## [The input]
***

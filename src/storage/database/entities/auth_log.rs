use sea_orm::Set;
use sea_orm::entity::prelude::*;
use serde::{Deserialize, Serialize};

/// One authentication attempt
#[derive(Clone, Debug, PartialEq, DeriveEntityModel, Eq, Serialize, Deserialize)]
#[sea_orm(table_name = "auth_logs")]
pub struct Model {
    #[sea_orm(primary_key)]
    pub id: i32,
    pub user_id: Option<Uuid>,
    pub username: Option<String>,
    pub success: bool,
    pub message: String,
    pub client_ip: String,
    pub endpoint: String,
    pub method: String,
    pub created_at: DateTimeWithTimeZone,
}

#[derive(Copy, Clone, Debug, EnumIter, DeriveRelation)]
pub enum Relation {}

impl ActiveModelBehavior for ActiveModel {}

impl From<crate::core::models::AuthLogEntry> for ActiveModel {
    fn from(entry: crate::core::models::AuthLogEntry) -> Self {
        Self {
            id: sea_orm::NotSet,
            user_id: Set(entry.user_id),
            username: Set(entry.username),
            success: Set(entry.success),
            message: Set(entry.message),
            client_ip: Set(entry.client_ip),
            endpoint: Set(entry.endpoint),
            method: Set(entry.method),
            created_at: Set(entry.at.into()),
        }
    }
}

***

Would you please give back all of the material above exactly as it stands?

## [Result of the task]
filename src/storage/database/entities/auth_log.rs
use sea_orm::Set;
use sea_orm::entity::prelude::*;
use serde::{Deserialize, Serialize};

/// One authentication attempt
#[derive(Clone, Debug, PartialEq, DeriveEntityModel, Eq, Serialize, Deserialize)]
#[sea_orm(table_name = "auth_logs")]
pub struct Model {
    #[sea_orm(primary_key)]
    pub id: i32,
    pub user_id: Option<Uuid>,
    pub username: Option<String>,
    pub success: bool,
    pub message: String,
    pub client_ip: String,
    pub endpoint: String,
    pub method: String,
    pub created_at: DateTimeWithTimeZone,
}

#[derive(Copy, Clone, Debug, EnumIter, DeriveRelation)]
pub enum Relation {}

impl ActiveModelBehavior for ActiveModel {}

impl From<crate::core::models::AuthLogEntry> for ActiveModel {
    fn from(entry: crate::core::models::AuthLogEntry) -> Self {
        Self {
            id: sea_orm::NotSet,
            user_id: Set(entry.user_id),
            username: Set(entry.username),
            success: Set(entry.success),
            message: Set(entry.message),
            client_ip: Set(entry.client_ip),
            endpoint: Set(entry.endpoint),
            method: Set(entry.method),
            created_at: Set(entry.at.into()),
        }
    }
}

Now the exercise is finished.